Required work —
Once you reach the line containing "(FormulaValue::Text(s), FormulaValue::Number(x)) =>" in the entries below, write out that line and each one after it down to the line containing "family (numbers and", exactly and with nothing added.

Records shown —
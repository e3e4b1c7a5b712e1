//! Lookup functions
//!
//! Tables arrive as row-major [`FormulaValue::Array`]s. A value that is not
//! found is the explicit `#N/A` error value.

use super::arg;
use crate::error::FormulaResult;
use crate::evaluator::{compare_values, EvaluationContext, FormulaValue};
use crate::number;
use gridcalc_core::CellError;
use rust_decimal::prelude::ToPrimitive;
use std::borrow::Cow;
use std::cmp::Ordering;

type Table = [Vec<FormulaValue>];

static EMPTY: FormulaValue = FormulaValue::Empty;

fn to_i64_trunc(v: &FormulaValue) -> Option<i64> {
    number::to_decimal(v).ok().and_then(|n| n.trunc().to_i64())
}

fn values_equal(a: &FormulaValue, b: &FormulaValue) -> bool {
    match (a, b) {
        (FormulaValue::Text(x), FormulaValue::Text(y)) => x.to_lowercase() == y.to_lowercase(),

        // Numeric text matches the number it spells
        (FormulaValue::Number(x), FormulaValue::Text(s))
        | (FormulaValue::Text(s), FormulaValue::Number(x)) => {
            number::parse_decimal(s).map_or(false, |n| n == *x)
        }

        (FormulaValue::Empty, FormulaValue::Empty) => true,
        (FormulaValue::Error(_), _) | (_, FormulaValue::Error(_)) => false,
        _ => compare_values(a, b).map_or(false, |o| o == Ordering::Equal),
    }
}

/// Ordering of `candidate` against `target` when both belong to the same
/// family (numbers and dates, text, booleans); `None` otherwise
fn ordered(candidate: &FormulaValue, target: &FormulaValue) -> Option<Ordering> {
    fn family(v: &FormulaValue) -> Option<u8> {
        match v {
            FormulaValue::Number(_) | FormulaValue::Date(_) => Some(0),
            FormulaValue::Text(_) => Some(1),
            FormulaValue::Boolean(_) => Some(2),
            _ => None,
        }
    }
    if family(candidate)? != family(target)? {
        return None;
    }
    compare_values(candidate, target).ok()
}

/// Treat a scalar as a 1x1 table
fn as_table(v: &FormulaValue) -> Cow<'_, Table> {
    match v {
        FormulaValue::Array(rows) => Cow::Borrowed(rows.as_slice()),
        other => Cow::Owned(vec![vec![other.clone()]]),
    }
}

fn table_dims(table: &Table) -> (usize, usize) {
    let rows = table.len();
    let cols = table.first().map(|r| r.len()).unwrap_or(0);
    (rows, cols)
}

/// How a vector search picks its hit
#[derive(Debug, Clone, Copy, PartialEq, Eq)]
enum MatchMode {
    Exact,
    /// Largest value less than or equal to the target
    Below,
    /// Smallest value greater than or equal to the target
    Above,
}

/// Search a vector, returning the 0-based position of the hit
fn find_position<'a>(
    target: &FormulaValue,
    values: impl Iterator<Item = &'a FormulaValue>,
    mode: MatchMode,
) -> Option<usize> {
    let mut best: Option<(usize, &FormulaValue)> = None;
    for (i, v) in values.enumerate() {
        match mode {
            MatchMode::Exact => {
                if values_equal(target, v) {
                    return Some(i);
                }
            }
            MatchMode::Below | MatchMode::Above => {
                let keep = match ordered(v, target) {
                    Some(Ordering::Equal) => true,
                    Some(Ordering::Less) => mode == MatchMode::Below,
                    Some(Ordering::Greater) => mode == MatchMode::Above,
                    None => false,
                };
                if !keep {
                    continue;
                }
                let better = match best {
                    None => true,
                    Some((_, current)) => match (mode, ordered(v, current)) {
                        (MatchMode::Below, Some(Ordering::Greater)) => true,
                        (MatchMode::Above, Some(Ordering::Less)) => true,
                        _ => false,
                    },
                };
                if better {
                    best = Some((i, v));
                }
            }
        }
    }
    best.map(|(i, _)| i)
}

/// Lookup value argument: errors propagate, ranges are rejected
fn lookup_value<'a>(args: &'a [FormulaValue], name: &str) -> FormulaResult<Result<&'a FormulaValue, CellError>> {
    Ok(match arg(args, 0, name)? {
        FormulaValue::Error(e) => Err(*e),
        FormulaValue::Array(_) => Err(CellError::Value),
        v => Ok(v),
    })
}

/// Optional range_lookup flag of VLOOKUP/HLOOKUP; defaults to exact
fn approximate_flag(args: &[FormulaValue], index: usize) -> Result<bool, CellError> {
    match args.get(index) {
        None => Ok(false),
        Some(FormulaValue::Error(e)) => Err(*e),
        Some(v) => v.truthy().ok_or(CellError::Value),
    }
}

/// Shared body of VLOOKUP and HLOOKUP; `vertical` searches the first column
fn table_lookup(args: &[FormulaValue], name: &str, vertical: bool) -> FormulaResult<FormulaValue> {
    let target = match lookup_value(args, name)? {
        Ok(v) => v,
        Err(e) => return Ok(FormulaValue::Error(e)),
    };
    let table_arg = arg(args, 1, name)?;
    if let FormulaValue::Error(e) = table_arg {
        return Ok(FormulaValue::Error(*e));
    }
    let table = as_table(table_arg);
    let (rows, cols) = table_dims(&table);
    if rows == 0 || cols == 0 {
        return Ok(FormulaValue::Error(CellError::Na));
    }

    let index_arg = arg(args, 2, name)?;
    if let FormulaValue::Error(e) = index_arg {
        return Ok(FormulaValue::Error(*e));
    }
    let index = match to_i64_trunc(index_arg) {
        Some(i) if i >= 1 => (i - 1) as usize,
        _ => return Ok(FormulaValue::Error(CellError::Value)),
    };
    let span = if vertical { cols } else { rows };
    if index >= span {
        return Ok(FormulaValue::Error(CellError::Ref));
    }

    let mode = match approximate_flag(args, 3) {
        Ok(true) => MatchMode::Below,
        Ok(false) => MatchMode::Exact,
        Err(e) => return Ok(FormulaValue::Error(e)),
    };

    let hit = if vertical {
        let first_col = table.iter().map(|row| row.first().unwrap_or(&EMPTY));
        find_position(target, first_col, mode)
    } else {
        find_position(target, table[0].iter(), mode)
    };

    Ok(match hit {
        Some(pos) => {
            let cell = if vertical {
                table[pos].get(index)
            } else {
                table[index].get(pos)
            };
            cell.cloned().unwrap_or(FormulaValue::Empty)
        }
        None => FormulaValue::Error(CellError::Na),
    })
}

/// VLOOKUP(lookup_value, table_array, col_index_num, [range_lookup])
pub fn fn_vlookup(args: &[FormulaValue], _ctx: &EvaluationContext) -> FormulaResult<FormulaValue> {
    table_lookup(args, "VLOOKUP", true)
}

/// HLOOKUP(lookup_value, table_array, row_index_num, [range_lookup])
pub fn fn_hlookup(args: &[FormulaValue], _ctx: &EvaluationContext) -> FormulaResult<FormulaValue> {
    table_lookup(args, "HLOOKUP", false)
}

/// INDEX(array, row_num, [column_num])
///
/// With the column omitted, a single-row array is indexed by `row_num` along
/// its columns; any other array takes column 1.
pub fn fn_index(args: &[FormulaValue], _ctx: &EvaluationContext) -> FormulaResult<FormulaValue> {
    if let Some(e) = args.iter().find_map(FormulaValue::error) {
        return Ok(FormulaValue::Error(e));
    }

    let table = as_table(arg(args, 0, "INDEX")?);
    let (rows, cols) = table_dims(&table);
    if rows == 0 || cols == 0 {
        return Ok(FormulaValue::Error(CellError::Ref));
    }

    let first = match to_i64_trunc(arg(args, 1, "INDEX")?) {
        Some(n) if n >= 1 => n as usize,
        _ => return Ok(FormulaValue::Error(CellError::Value)),
    };

    let (r, c) = match args.get(2) {
        Some(v) => match to_i64_trunc(v) {
            Some(n) if n >= 1 => (first, n as usize),
            _ => return Ok(FormulaValue::Error(CellError::Value)),
        },
        None if rows == 1 && cols > 1 => (1, first),
        None => (first, 1),
    };

    if r > rows || c > cols {
        return Ok(FormulaValue::Error(CellError::Ref));
    }
    Ok(table[r - 1].get(c - 1).cloned().unwrap_or(FormulaValue::Empty))
}

/// MATCH(lookup_value, lookup_array, [match_type])
///
/// `match_type` 0 is exact, 1 (the default) finds the largest value not above
/// the target, -1 the smallest value not below it. The result is 1-based.
pub fn fn_match(args: &[FormulaValue], _ctx: &EvaluationContext) -> FormulaResult<FormulaValue> {
    let target = match lookup_value(args, "MATCH")? {
        Ok(v) => v,
        Err(e) => return Ok(FormulaValue::Error(e)),
    };
    let array_arg = arg(args, 1, "MATCH")?;
    if let FormulaValue::Error(e) = array_arg {
        return Ok(FormulaValue::Error(*e));
    }
    let table = as_table(array_arg);
    let (rows, cols) = table_dims(&table);
    if rows == 0 || cols == 0 {
        return Ok(FormulaValue::Error(CellError::Na));
    }

    let mode = match args.get(2) {
        None => MatchMode::Below,
        Some(FormulaValue::Error(e)) => return Ok(FormulaValue::Error(*e)),
        Some(v) => match to_i64_trunc(v) {
            Some(0) => MatchMode::Exact,
            Some(n) if n > 0 => MatchMode::Below,
            Some(_) => MatchMode::Above,
            None => return Ok(FormulaValue::Error(CellError::Value)),
        },
    };

    // MATCH searches a vector: a single row or a single column
    let hit = if rows == 1 {
        find_position(target, table[0].iter(), mode)
    } else if cols == 1 {
        let column = table.iter().map(|row| row.first().unwrap_or(&EMPTY));
        find_position(target, column, mode)
    } else {
        return Ok(FormulaValue::Error(CellError::Na));
    };

    Ok(match hit {
        Some(pos) => FormulaValue::from((pos + 1) as i64),
        None => FormulaValue::Error(CellError::Na),
    })
}

#[cfg(test)]
mod tests {
    use super::*;
    use crate::functions::FunctionRegistry;
    use crate::resolver::EmptyLookup;
    use pretty_assertions::assert_eq;

    fn call(
        f: fn(&[FormulaValue], &EvaluationContext) -> FormulaResult<FormulaValue>,
        args: &[FormulaValue],
    ) -> FormulaValue {
        let registry = FunctionRegistry::empty();
        let ctx = EvaluationContext::new(&EmptyLookup, &registry);
        f(args, &ctx).unwrap()
    }

    fn n(v: i64) -> FormulaValue {
        FormulaValue::from(v)
    }

    fn t(s: &str) -> FormulaValue {
        FormulaValue::from(s)
    }

    fn column(values: Vec<FormulaValue>) -> FormulaValue {
        FormulaValue::Array(values.into_iter().map(|v| vec![v]).collect())
    }

    fn row(values: Vec<FormulaValue>) -> FormulaValue {
        FormulaValue::Array(vec![values])
    }

    fn fruit_table() -> FormulaValue {
        FormulaValue::Array(vec![
            vec![t("apple"), n(3), t("red")],
            vec![t("banana"), n(5), t("yellow")],
            vec![t("cherry"), n(7), t("dark red")],
        ])
    }

    const NA: FormulaValue = FormulaValue::Error(CellError::Na);

    #[test]
    fn test_match_exact_and_approximate() {
        let values = row(vec![n(1), n(3), n(5), n(7)]);
        assert_eq!(call(fn_match, &[n(5), values.clone(), n(0)]), n(3));
        assert_eq!(call(fn_match, &[n(6), values.clone(), n(1)]), n(3));
        assert_eq!(call(fn_match, &[n(6), values.clone()]), n(3));
        assert_eq!(call(fn_match, &[n(0), values.clone(), n(1)]), NA);
        assert_eq!(call(fn_match, &[n(6), values, n(0)]), NA);
    }

    #[test]
    fn test_match_descending() {
        let values = column(vec![n(9), n(6), n(4), n(1)]);
        assert_eq!(call(fn_match, &[n(5), values.clone(), n(-1)]), n(2));
        assert_eq!(call(fn_match, &[n(10), values, n(-1)]), NA);
    }

    #[test]
    fn test_match_text_is_case_insensitive() {
        let values = column(vec![t("Alpha"), t("Beta")]);
        assert_eq!(call(fn_match, &[t("beta"), values, n(0)]), n(2));
    }

    #[test]
    fn test_vlookup() {
        assert_eq!(call(fn_vlookup, &[t("banana"), fruit_table(), n(3)]), t("yellow"));
        assert_eq!(
            call(fn_vlookup, &[t("BANANA"), fruit_table(), n(2), FormulaValue::Boolean(false)]),
            n(5)
        );
        assert_eq!(call(fn_vlookup, &[t("kiwi"), fruit_table(), n(2)]), NA);
        assert_eq!(
            call(fn_vlookup, &[t("apple"), fruit_table(), n(4)]),
            FormulaValue::Error(CellError::Ref)
        );
        assert_eq!(
            call(fn_vlookup, &[t("apple"), fruit_table(), n(0)]),
            FormulaValue::Error(CellError::Value)
        );
    }

    #[test]
    fn test_vlookup_approximate() {
        let brackets = FormulaValue::Array(vec![
            vec![n(0), t("F")],
            vec![n(60), t("D")],
            vec![n(70), t("C")],
            vec![n(80), t("B")],
            vec![n(90), t("A")],
        ]);
        let approx = FormulaValue::Boolean(true);
        assert_eq!(call(fn_vlookup, &[n(85), brackets.clone(), n(2), approx.clone()]), t("B"));
        assert_eq!(call(fn_vlookup, &[n(60), brackets.clone(), n(2), approx.clone()]), t("D"));
        assert_eq!(call(fn_vlookup, &[n(-5), brackets, n(2), approx]), NA);
    }

    #[test]
    fn test_hlookup() {
        let table = FormulaValue::Array(vec![
            vec![t("q1"), t("q2"), t("q3")],
            vec![n(10), n(20), n(30)],
        ]);
        assert_eq!(call(fn_hlookup, &[t("q2"), table.clone(), n(2)]), n(20));
        assert_eq!(call(fn_hlookup, &[t("q4"), table.clone(), n(2)]), NA);
        assert_eq!(
            call(fn_hlookup, &[t("q1"), table, n(3)]),
            FormulaValue::Error(CellError::Ref)
        );
    }

    #[test]
    fn test_index() {
        assert_eq!(call(fn_index, &[fruit_table(), n(2), n(3)]), t("yellow"));
        assert_eq!(call(fn_index, &[fruit_table(), n(3)]), t("cherry"));
        assert_eq!(call(fn_index, &[row(vec![n(4), n(5), n(6)]), n(2)]), n(5));
        assert_eq!(
            call(fn_index, &[fruit_table(), n(4), n(1)]),
            FormulaValue::Error(CellError::Ref)
        );
        assert_eq!(
            call(fn_index, &[fruit_table(), n(0)]),
            FormulaValue::Error(CellError::Value)
        );
    }

    #[test]
    fn test_lookup_errors_propagate() {
        let div0 = FormulaValue::Error(CellError::Div0);
        assert_eq!(call(fn_match, &[div0.clone(), fruit_table(), n(0)]), div0);
        assert_eq!(call(fn_vlookup, &[div0.clone(), fruit_table(), n(2)]), div0);
        assert_eq!(call(fn_index, &[fruit_table(), div0.clone()]), div0);
    }
}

Solution to the exercise —
        | (FormulaValue::Text(s), FormulaValue::Number(x)) => {
            number::parse_decimal(s).map_or(false, |n| n == *x)
        }

        (FormulaValue::Empty, FormulaValue::Empty) => true,
        (FormulaValue::Error(_), _) | (_, FormulaValue::Error(_)) => false,
        _ => compare_values(a, b).map_or(false, |o| o == Ordering::Equal),
    }
}

/// Ordering of `candidate` against `target` when both belong to the same
/// family (numbers and dates, text, booleans); `None` otherwise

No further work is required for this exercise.